Rather than looking just at average selling price per month, Farley checks multiple listing data weekly.
“I’m a numbers guy,” he said. “I look at how many houses are for sale in our little Mayberry market and how many sales are pending as well. At one point we got down to seven homes for sale. Economics 101. You add money supply and prices go up or the money is devalued.”
With less supply and more demand, prices went up during the pandemic.
“More money in the system from (Payroll Protection Program) funds and other government payments, more demand,” Farley said. “The Fed started raising interest rates around March 2022, and the number of homes for sale increased to 30 to 40.”
Farley attends national residential real estate conferences.
“The president of a big nationwide brokerage firm told me recently that this was the hardest market to predict he’d ever seen,” Farley said. “My colleague, Jim Whitney, said he’d never seen any easier market to predict.
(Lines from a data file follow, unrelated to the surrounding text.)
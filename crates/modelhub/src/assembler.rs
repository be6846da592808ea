//! Schema assembly and forward-reference deferral.
//!
//! The assembler turns raw field specs into schema fields. Reference fields
//! are resolved in one of three ways:
//!
//! 1. a reference to the owning model (the `$circular` marker, or its own
//!    name) points at the owner's schema right away;
//! 2. a reference to a model that is already built inlines that model's
//!    schema right away;
//! 3. anything else becomes a [`DeferredBinding`]: the field is left out of
//!    the schema for now and added once the target model is announced.
//!
//! Assembly does not touch the owner's schema. The caller commits the
//! result, so a failed build leaves nothing behind.

use indexmap::IndexMap;
use serde_json::Value;

use crate::definition::{FieldSpec, ModelRef};
use crate::error::Error;
use crate::registry::ModelRegistry;
use crate::schema::{FieldKind, FieldType, ScalarType, Schema, SchemaField};
use crate::types::TypeRegistry;

/// A reference field waiting for its target model to be built.
#[derive(Debug, Clone, PartialEq)]
pub struct DeferredBinding {
    /// Model that owns the field.
    pub owner: String,
    /// Field key.
    pub key: String,
    /// Model being waited on.
    pub target: String,
    /// Type of the stored key.
    pub key_type: ScalarType,
    /// Array of references.
    pub many: bool,
    /// Required flag.
    pub required: bool,
    /// Default value.
    pub default: Option<Value>,
    /// Index flag.
    pub indexed: bool,
}

impl DeferredBinding {
    /// Label used for the bus subscription.
    pub fn label(&self) -> String {
        format!("{}.{}", self.owner, self.key)
    }

    /// Build the resolved field once the target's schema is available.
    pub fn resolve(&self, target_schema: &Schema) -> SchemaField {
        SchemaField::new(
            self.key.clone(),
            FieldKind::Reference {
                target: self.target.clone(),
                key_type: self.key_type,
                schema: target_schema.downgrade(),
            },
        )
        .with_many(self.many)
        .with_required(self.required)
        .with_default(self.default.clone())
        .with_index(self.indexed)
    }
}

/// Output of an assembly pass.
#[derive(Debug, Default)]
pub struct Assembly {
    /// Fields resolved now, in declaration order.
    pub fields: Vec<SchemaField>,
    /// Reference fields waiting on another model.
    pub deferred: Vec<DeferredBinding>,
}

impl Assembly {
    /// Check whether any field was deferred.
    pub fn has_deferred(&self) -> bool {
        !self.deferred.is_empty()
    }
}

/// Assembles the schema of one model.
pub struct SchemaAssembler<'a> {
    model: &'a str,
    schema: &'a Schema,
    registry: &'a ModelRegistry,
    types: &'a TypeRegistry,
}

impl<'a> SchemaAssembler<'a> {
    /// Create an assembler for `model`, whose (pending) schema is `schema`.
    pub fn new(
        model: &'a str,
        schema: &'a Schema,
        registry: &'a ModelRegistry,
        types: &'a TypeRegistry,
    ) -> Self {
        Self {
            model,
            schema,
            registry,
            types,
        }
    }

    /// Resolve every field of `raw`.
    pub fn assemble(&self, raw: &IndexMap<String, FieldSpec>) -> Result<Assembly, Error> {
        self.validate_keys(raw)?;

        let mut assembly = Assembly::default();
        for (key, spec) in raw {
            let field_type = self
                .types
                .resolve(&spec.type_name)
                .ok_or_else(|| Error::UnknownType {
                    model: self.model.to_string(),
                    field: key.clone(),
                    type_name: spec.type_name.clone(),
                })?;

            match &spec.reference {
                Some(reference) => {
                    self.assemble_reference(key, spec, reference, field_type, &mut assembly)?
                }
                None => assembly.fields.push(self.plain_field(key, spec, field_type)),
            }
        }

        tracing::debug!(
            model = self.model,
            resolved = assembly.fields.len(),
            deferred = assembly.deferred.len(),
            "schema assembled"
        );
        Ok(assembly)
    }

    fn assemble_reference(
        &self,
        key: &str,
        spec: &FieldSpec,
        reference: &ModelRef,
        field_type: FieldType,
        assembly: &mut Assembly,
    ) -> Result<(), Error> {
        let key_type = match field_type {
            FieldType::Scalar(scalar) if scalar.is_reference_key() => scalar,
            other => {
                return Err(Error::malformed(
                    self.model,
                    format!("field {} cannot reference a model with key type {}", key, other),
                ))
            }
        };

        let target = reference.target_name(self.model);
        let binding = DeferredBinding {
            owner: self.model.to_string(),
            key: key.to_string(),
            target: target.to_string(),
            key_type,
            many: spec.many,
            required: spec.required,
            default: spec.default.clone(),
            indexed: spec.index,
        };

        if target == self.model {
            assembly.fields.push(binding.resolve(&self.schema));
            return Ok(());
        }

        match self.registry.handle(target) {
            Some(built) => {
                tracing::trace!(model = self.model, field = key, target, "reference inlined");
                assembly.fields.push(binding.resolve(built.schema()));
            }
            None => {
                tracing::debug!(model = self.model, field = key, target, "reference deferred");
                assembly.deferred.push(binding);
            }
        }
        Ok(())
    }

    fn plain_field(&self, key: &str, spec: &FieldSpec, field_type: FieldType) -> SchemaField {
        let kind = match field_type {
            FieldType::Scalar(scalar) => FieldKind::Scalar(scalar),
            FieldType::Custom(type_id) => {
                let storage = self
                    .types
                    .get(&type_id)
                    .map_or(ScalarType::Mixed, |t| t.storage);
                FieldKind::Custom { type_id, storage }
            }
        };

        SchemaField::new(key, kind)
            .with_many(spec.many)
            .with_required(spec.required)
            .with_default(spec.default.clone())
            .with_index(spec.index)
    }

    fn validate_keys(&self, raw: &IndexMap<String, FieldSpec>) -> Result<(), Error> {
        for key in raw.keys() {
            if key.is_empty() {
                return Err(Error::malformed(self.model, "empty field key"));
            }
            if key.starts_with('$') {
                return Err(Error::malformed(
                    self.model,
                    format!("field key {} must not start with $", key),
                ));
            }
            if key.split('.').any(str::is_empty) {
                return Err(Error::malformed(
                    self.model,
                    format!("field key {} has an empty path segment", key),
                ));
            }
            if let Some(parent) = raw
                .keys()
                .find(|other| key.len() > other.len() && key.starts_with(&format!("{}.", other)))
            {
                return Err(Error::malformed(
                    self.model,
                    format!("field {} is nested under field {}", key, parent),
                ));
            }
        }
        Ok(())
    }
}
That was when the Fed started raising rates.”
Topography is a challenge in Pendleton, producing a shortage of buildable lots, Farley said. But undersupply of housing is a nationwide problem, with an estimated 5.5 million unit shortfall.
“The 2008 recession was such a deep downturn because it was caused by real estate,” Farley said. “It took builders out so hard that some didn’t get back in when things recovered. Supply hasn’t kept up even with population increase.”
Farley is optimistic about the future of affordable housing in the Pendleton market, where the housing stock is older than in Hermiston.
“For the first time in my 31-year career, lots of people want to move to Pendleton,” he said.
Umatilla County home prices actually fell from July 2021 to July 2022 and in the November of each year. They were the same in the September of each year.
In November 2022, Umatilla County home prices dropped 3.3% compared to 2021, selling for a median price of $283,399, down 3.3% year-over-year, according to Redfin. On average, homes sold after 25 days on the market compared to just 17 days in the previous year’s hot market. In November last year, 52 homes sold, down from 63 in 2021, down 17.5% year-over-year.
The average selling price climbed from $194,527 in 2018 to $304,714 in 2022, for a 56.6% increase in five years.
Umatilla County still suffers a shortage of affordable housing, despite an increase in building, county Commissioner Dan Dorran said. Five hundred apartments were under construction in the Pendleton area in 2022.
The lowest average home selling prices have occurred in the first four months of the year, while the highest prices have happened in the last quarter. The lowest average was $175,558 in January 2018, and the highest was $340,000 in October 2022. The highest priced month in 2021 also was in October, at $325,000.
Redfin rated Hermiston’s housing market “very competitive.” Median home price peaked at $413,000 in October 2022, up 14.2% from that month in 2021. But October 2021 was up 31.5% year-over-year.
In November 2022, Hermiston home prices were up 4.9% compared to 2021, selling for a median price of $330,975. On average, homes in Hermiston sold after 19 days on the market compared to 13 days in 2021. Sixteen homes sold in November last year, down from 18 in 2021.
The average sale price of a home in Morrow County was $302,000 last month, down 2.5% since 2021. The average sale price per square foot in Morrow County was $209, up 14.5% since 2021.
In November 2022, Morrow County home prices were up 27.1% compared to 2021, selling for a median price of $375,000. On average, homes in Morrow County sold after 67 days on the market compared to 21 days in 2021. Five homes sold in November last year, down from 12 that month in 2021.